WORK ORDER: Provide an exact repetition of every entry, with no word altered.

"""

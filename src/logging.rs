/*
 * This file is part of SimpleChamber.
 *
 * Copyright (C) 2025 SimpleChamber contributors
 *
 * SimpleChamber is free software: you can redistribute it and/or modify
 * it under the terms of the GNU General Public License as published by
 * the Free Software Foundation, either version 3 of the License, or
 * (at your option) any later version.
 *
 * SimpleChamber is distributed in the hope that it will be useful,
 * but WITHOUT ANY WARRANTY; without even the implied warranty of
 * MERCHANTABILITY or FITNESS FOR A PARTICULAR PURPOSE. See the
 * GNU General Public License for more details.
 *
 * You should have received a copy of the GNU General Public License
 * along with SimpleChamber. If not, see <https://www.gnu.org/licenses/>.
 */

//! Log output setup: systemd journal when present, stdout otherwise.

use std::env;
use std::path::Path;

use tracing_subscriber::prelude::*;
use tracing_subscriber::EnvFilter;

/// Log filter, e.g. `debug` or `simplechamber=debug,sc_core=info`
pub const LOG_ENV: &str = "CHAMBER_LOG";

const DEFAULT_LEVEL: &str = "info";
const JOURNAL_SOCKET: &str = "/run/systemd/journal/socket";

#[derive(Debug, Copy, Clone, PartialEq, Eq)]
pub enum LogTarget {
    Journald,
    Stdout,
}

impl LogTarget {
    pub fn describe(self) -> &'static str {
        match self {
            LogTarget::Journald => "systemd journal",
            LogTarget::Stdout => "stdout",
        }
    }
}

/// Filter directive from `CHAMBER_LOG`, `info` when unset or empty
pub fn log_level() -> String {
    match env::var(LOG_ENV) {
        Ok(level) if !level.trim().is_empty() => level,
        _ => DEFAULT_LEVEL.to_string(),
    }
}

/// Install the global subscriber. Must be called once, before any logging.
pub fn init(level: &str) -> LogTarget {
    if Path::new(JOURNAL_SOCKET).exists() {
        match tracing_journald::layer() {
            Ok(journald) => {
                tracing_subscriber::registry()
                    .with(journald)
                    .with(EnvFilter::new(level))
                    .init();
                return LogTarget::Journald;
            }
            Err(e) => {
                eprintln!("Failed to create journald layer: {}, falling back to stdout", e);
            }
        }
    }

    tracing_subscriber::fmt()
        .with_target(false)
        .with_level(true)
        .with_env_filter(EnvFilter::new(level))
        .init();
    LogTarget::Stdout
}
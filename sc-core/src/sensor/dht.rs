//! DHT frame decoding
//!
//! A frame is 40 bits, most significant first: humidity (2 bytes),
//! temperature (2 bytes) and a checksum equal to the low byte of the sum of
//! the first four. Bit value is carried by the width of each high pulse.

use std::time::Duration;

use super::Sample;
use crate::config::SensorModel;
use crate::constants::dht::{FRAME_BITS, ONE_BIT_THRESHOLD};
use crate::error::SensorError;

/// Turn measured high pulse widths into frame bytes.
///
/// Leading pulses (host release, sensor response) are skipped; the last
/// 40 pulses are the data bits.
pub fn decode_pulses(highs: &[Duration]) -> Result<[u8; 5], SensorError> {
    if highs.len() < FRAME_BITS {
        return Err(SensorError::transient(format!(
            "a full buffer was not returned ({} of {} bits)",
            highs.len(),
            FRAME_BITS
        )));
    }
    let bits = &highs[highs.len() - FRAME_BITS..];
    let mut frame = [0u8; 5];
    for (i, width) in bits.iter().enumerate() {
        if *width > ONE_BIT_THRESHOLD {
            frame[i / 8] |= 0x80 >> (i % 8);
        }
    }
    Ok(frame)
}

pub fn verify_checksum(frame: &[u8; 5]) -> Result<(), SensorError> {
    let sum = frame[..4].iter().fold(0u8, |acc, b| acc.wrapping_add(*b));
    if sum == frame[4] {
        Ok(())
    } else {
        Err(SensorError::transient(format!(
            "checksum did not validate (computed {:#04x}, received {:#04x})",
            sum, frame[4]
        )))
    }
}

fn plausible_range(model: SensorModel) -> (f64, f64) {
    match model {
        SensorModel::Dht11 => (-20.0, 60.0),
        SensorModel::Dht21 | SensorModel::Dht22 => (-40.0, 80.0),
    }
}

/// Convert a checksummed frame into physical units for `model`.
pub fn decode_frame(model: SensorModel, frame: &[u8; 5]) -> Result<Sample, SensorError> {
    verify_checksum(frame)?;

    let (humidity, temperature) = match model {
        SensorModel::Dht11 => {
            let humidity = f64::from(frame[0]) + f64::from(frame[1]) / 10.0;
            let mut temperature = f64::from(frame[2]) + f64::from(frame[3] & 0x0F) / 10.0;
            if frame[3] & 0x80 != 0 {
                temperature = -temperature;
            }
            (humidity, temperature)
        }
        SensorModel::Dht21 | SensorModel::Dht22 => {
            let humidity = f64::from((u16::from(frame[0]) << 8) | u16::from(frame[1])) / 10.0;
            let magnitude = (u16::from(frame[2] & 0x7F) << 8) | u16::from(frame[3]);
            let mut temperature = f64::from(magnitude) / 10.0;
            if frame[2] & 0x80 != 0 {
                temperature = -temperature;
            }
            (humidity, temperature)
        }
    };

    let (low, high) = plausible_range(model);
    if !(low..=high).contains(&temperature) || !(0.0..=100.0).contains(&humidity) {
        return Err(SensorError::transient(format!(
            "received implausible data (T={:.1} H={:.1})",
            temperature, humidity
        )));
    }

    Ok(Sample { temperature, humidity: Some(humidity) })
}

"""

RESULT FOR THIS TASK:
filename src/logging.rs
/*
 * This file is part of SimpleChamber.
 *
 * Copyright (C) 2025 SimpleChamber contributors
 *
 * SimpleChamber is free software: you can redistribute it and/or modify
 * it under the terms of the GNU General Public License as published by
 * the Free Software Foundation, either version 3 of the License, or
 * (at your option) any later version.
 *
 * SimpleChamber is distributed in the hope that it will be useful,
 * but WITHOUT ANY WARRANTY; without even the implied warranty of
 * MERCHANTABILITY or FITNESS FOR A PARTICULAR PURPOSE. See the
 * GNU General Public License for more details.
 *
 * You should have received a copy of the GNU General Public License
 * along with SimpleChamber. If not, see <https://www.gnu.org/licenses/>.
 */

//! Log output setup: systemd journal when present, stdout otherwise.

use std::env;
use std::path::Path;

use tracing_subscriber::prelude::*;
use tracing_subscriber::EnvFilter;

/// Log filter, e.g. `debug` or `simplechamber=debug,sc_core=info`
pub const LOG_ENV: &str = "CHAMBER_LOG";

const DEFAULT_LEVEL: &str = "info";
const JOURNAL_SOCKET: &str = "/run/systemd/journal/socket";

#[derive(Debug, Copy, Clone, PartialEq, Eq)]
pub enum LogTarget {
    Journald,
    Stdout,
}

impl LogTarget {
    pub fn describe(self) -> &'static str {
        match self {
            LogTarget::Journald => "systemd journal",
            LogTarget::Stdout => "stdout",
        }
    }
}

/// Filter directive from `CHAMBER_LOG`, `info` when unset or empty
pub fn log_level() -> String {
    match env::var(LOG_ENV) {
        Ok(level) if !level.trim().is_empty() => level,
        _ => DEFAULT_LEVEL.to_string(),
    }
}

/// Install the global subscriber. Must be called once, before any logging.
pub fn init(level: &str) -> LogTarget {
    if Path::new(JOURNAL_SOCKET).exists() {
        match tracing_journald::layer() {
            Ok(journald) => {
                tracing_subscriber::registry()
                    .with(journald)
                    .with(EnvFilter::new(level))
                    .init();
                return LogTarget::Journald;
            }
            Err(e) => {
                eprintln!("Failed to create journald layer: {}, falling back to stdout", e);
            }
        }
    }

    tracing_subscriber::fmt()
        .with_target(false)
        .with_level(true)
        .with_env_filter(EnvFilter::new(level))
        .init();
    LogTarget::Stdout
}
filename sc-core/src/sensor/dht.rs
//! DHT frame decoding
//!
//! A frame is 40 bits, most significant first: humidity (2 bytes),
//! temperature (2 bytes) and a checksum equal to the low byte of the sum of
//! the first four. Bit value is carried by the width of each high pulse.

use std::time::Duration;

use super::Sample;
use crate::config::SensorModel;
use crate::constants::dht::{FRAME_BITS, ONE_BIT_THRESHOLD};
use crate::error::SensorError;

/// Turn measured high pulse widths into frame bytes.
///
/// Leading pulses (host release, sensor response) are skipped; the last
/// 40 pulses are the data bits.
pub fn decode_pulses(highs: &[Duration]) -> Result<[u8; 5], SensorError> {
    if highs.len() < FRAME_BITS {
        return Err(SensorError::transient(format!(
            "a full buffer was not returned ({} of {} bits)",
            highs.len(),
            FRAME_BITS
        )));
    }
    let bits = &highs[highs.len() - FRAME_BITS..];
    let mut frame = [0u8; 5];
    for (i, width) in bits.iter().enumerate() {
        if *width > ONE_BIT_THRESHOLD {
            frame[i / 8] |= 0x80 >> (i % 8);
        }
    }
    Ok(frame)
}

pub fn verify_checksum(frame: &[u8; 5]) -> Result<(), SensorError> {
    let sum = frame[..4].iter().fold(0u8, |acc, b| acc.wrapping_add(*b));
    if sum == frame[4] {
        Ok(())
    } else {
        Err(SensorError::transient(format!(
            "checksum did not validate (computed {:#04x}, received {:#04x})",
            sum, frame[4]
        )))
    }
}

fn plausible_range(model: SensorModel) -> (f64, f64) {
    match model {
        SensorModel::Dht11 => (-20.0, 60.0),
        SensorModel::Dht21 | SensorModel::Dht22 => (-40.0, 80.0),
    }
}

/// Convert a checksummed frame into physical units for `model`.
pub fn decode_frame(model: SensorModel, frame: &[u8; 5]) -> Result<Sample, SensorError> {
    verify_checksum(frame)?;

    let (humidity, temperature) = match model {
        SensorModel::Dht11 => {
            let humidity = f64::from(frame[0]) + f64::from(frame[1]) / 10.0;
            let mut temperature = f64::from(frame[2]) + f64::from(frame[3] & 0x0F) / 10.0;
            if frame[3] & 0x80 != 0 {
                temperature = -temperature;
            }
            (humidity, temperature)
        }
        SensorModel::Dht21 | SensorModel::Dht22 => {
            let humidity = f64::from((u16::from(frame[0]) << 8) | u16::from(frame[1])) / 10.0;
            let magnitude = (u16::from(frame[2] & 0x7F) << 8) | u16::from(frame[3]);
            let mut temperature = f64::from(magnitude) / 10.0;
            if frame[2] & 0x80 != 0 {
                temperature = -temperature;
            }
            (humidity, temperature)
        }
    };

    let (low, high) = plausible_range(model);
    if !(low..=high).contains(&temperature) || !(0.0..=100.0).contains(&humidity) {
        return Err(SensorError::transient(format!(
            "received implausible data (T={:.1} H={:.1})",
            temperature, humidity
        )));
    }

    Ok(Sample { temperature, humidity: Some(humidity) })
}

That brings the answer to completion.